Voskoboynik, R.; Askren, C.; Gordon, N. G.; Krishnamurthy, D.; Larson, A. G.; Yu, C. J.; Kowarsky, M. A.; Levy, T.; Ishizuka, K. J.; Palmeri, K. J.; Rolander, T. A.; Neff, N.; Detwellier, A. M.; Quake, S. R.; Prakash, M.; Weissman, I. L.; Voskoboynik, A.

Chimerism, the coexistence of genetically distinct cells within an organism, is a widespread phenomenon in nature. In the colonial chordate Botryllus schlosseri, fusion between compatible colonies can lead to stem cell competition with a single genotype taking over the gonadal and/or somatic tissue of the chimera. Over five years, we quantified the frequency and consequences of chimeric formation among 809 larvae, assessing the rates of fusion after natural settlement and its long-term impact on colony survival. We found larvae preferentially settle near kin, facilitating high rates of successful fusion. Fusion was concentrated around the first month of life, boosting survival during this period of high mortality.

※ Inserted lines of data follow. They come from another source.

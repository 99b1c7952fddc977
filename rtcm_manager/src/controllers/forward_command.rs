//! Controllers that forward fixed setpoints to a command interface.
//!
//! Parameters:
//! - `joints` (required): joints to command
//! - `setpoints` (optional): one value per joint
//!
//! Without `setpoints`, the position variant holds the position measured
//! at `starting` and the velocity variant commands zero.

use rtcm_common::controller::{Controller, ControllerError, InitContext};
use rtcm_common::hardware::JointHandle;
use rtcm_common::types::{ClaimedResources, InterfaceKind};
use std::time::{Duration, Instant};

/// Forwards one setpoint per joint through `interface`.
pub struct ForwardCommandController {
    interface: InterfaceKind,
    joints: Vec<JointHandle>,
    setpoints: Option<Vec<f64>>,
    targets: Vec<f64>,
}

impl ForwardCommandController {
    pub fn new(interface: InterfaceKind) -> Self {
        Self {
            interface,
            joints: Vec::new(),
            setpoints: None,
            targets: Vec::new(),
        }
    }

    /// Interface the commands are written through.
    pub fn interface(&self) -> InterfaceKind {
        self.interface
    }

    /// Current per-joint targets.
    pub fn targets(&self) -> &[f64] {
        &self.targets
    }

    fn check_state(&self) -> Result<(), ControllerError> {
        match self.joints.iter().find(|j| !j.position().is_finite()) {
            Some(joint) => Err(ControllerError::Fault(format!(
                "joint '{}' reports a non-finite position",
                joint.name()
            ))),
            None => Ok(()),
        }
    }
}

impl Controller for ForwardCommandController {
    fn init_request(
        &mut self,
        ctx: &InitContext<'_>,
        claimed: &mut ClaimedResources,
    ) -> Result<(), ControllerError> {
        let names = ctx.required_str_list("joints")?;
        if names.is_empty() {
            return Err(ControllerError::InvalidParameter {
                name: "joints".to_string(),
                reason: "must list at least one joint".to_string(),
            });
        }

        let setpoints = ctx.f64_list_param("setpoints")?;
        if let Some(values) = &setpoints {
            if values.len() != names.len() {
                return Err(ControllerError::InvalidParameter {
                    name: "setpoints".to_string(),
                    reason: format!("expected {} values, got {}", names.len(), values.len()),
                });
            }
            if values.iter().any(|v| !v.is_finite()) {
                return Err(ControllerError::InvalidParameter {
                    name: "setpoints".to_string(),
                    reason: "values must be finite".to_string(),
                });
            }
        }

        self.joints = names
            .iter()
            .map(|name| ctx.claim(self.interface, name, claimed))
            .collect::<Result<_, _>>()?;
        self.targets = vec![0.0; self.joints.len()];
        self.setpoints = setpoints;
        Ok(())
    }

    fn starting(&mut self, _now: Instant) -> Result<(), ControllerError> {
        self.check_state()?;
        match (&self.setpoints, self.interface) {
            (Some(values), _) => self.targets.copy_from_slice(values),
            (None, InterfaceKind::Position) => {
                for (target, joint) in self.targets.iter_mut().zip(&self.joints) {
                    *target = joint.position();
                }
            }
            (None, _) => self.targets.fill(0.0),
        }
        Ok(())
    }

    fn update(&mut self, _now: Instant, _period: Duration) -> Result<(), ControllerError> {
        self.check_state()?;
        for (joint, target) in self.joints.iter().zip(&self.targets) {
            joint.set_command(*target);
        }
        Ok(())
    }

    fn stopping(&mut self, _now: Instant) -> Result<(), ControllerError> {
        for joint in &self.joints {
            match self.interface {
                InterfaceKind::Position => joint.set_command(joint.position()),
                _ => joint.set_command(0.0),
            }
        }
        Ok(())
    }
}

/// `JointPositionController`: claims `Position` on every listed joint.
pub struct JointPositionController;

impl JointPositionController {
    pub const TYPE_NAME: &'static str = "JointPositionController";

    pub fn create() -> Box<dyn Controller> {
        Box::new(ForwardCommandController::new(InterfaceKind::Position))
    }
}

/// `JointVelocityController`: claims `Velocity` on every listed joint.
pub struct JointVelocityController;

impl JointVelocityController {
    pub const TYPE_NAME: &'static str = "JointVelocityController";

    pub fn create() -> Box<dyn Controller> {
        Box::new(ForwardCommandController::new(InterfaceKind::Velocity))
    }
}
//! # RTCM Controller Manager
//!
//! Loads controllers, arbitrates their claims on hardware resources and
//! switches them atomically inside a periodic update loop.
//!
//! ## Layers
//!
//! 1. **ControllerInstance**: one controller and its lifecycle
//!    (`constructed → initialized → running ⇄ stopped`)
//! 2. **ControllerSet**: loaded instances in registration order
//! 3. **ClaimRegistry**: exclusive resource → controller ownership
//! 4. **ControllerManager**: caller-facing requests, handed to the
//!    periodic thread through a single-slot rendezvous
//! 5. **CycleRunner**: paces `ControllerManager::update`
//!
//! The periodic thread never waits on a caller. Callers block until their
//! request has been executed by a tick.

pub mod claims;
pub mod config;
pub mod controller_registry;
pub mod controllers;
pub mod cycle;
pub mod error;
pub mod instance;
pub mod manager;
pub mod set;
pub mod sim;
pub mod slot;
pub mod status;
pub mod switch;

pub use config::{CycleConfig, ManagerConfig};
pub use controller_registry::ControllerRegistry;
pub use cycle::{CycleError, CycleHandle, CycleRunner, CycleStats};
pub use error::ManagerError;
pub use manager::ControllerManager;
pub use sim::SimHardware;
pub use status::{ControllerFault, ControllerStatus, FaultPhase, StatusReport};
pub use switch::SwitchRequest;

At all timepoints chimerism significantly increased survival relative to naive and rejected colonies and extended overall lifespan. However, fusion triggered intense internal competition: in all cases tested, a single genotype achieved dominance over both germline and somatic tissues within several weeks post fusion, regardless of initial genotype contribution. We estimate that among kin, the survival benefits of chimerism outweigh the potential costs of germline loss, extending Hamiltons kin selection framework to colonial marine organisms. In this context, chimerism functions as an adaptive strategy that enhances early survival while enabling selection among competing stem cell lineages.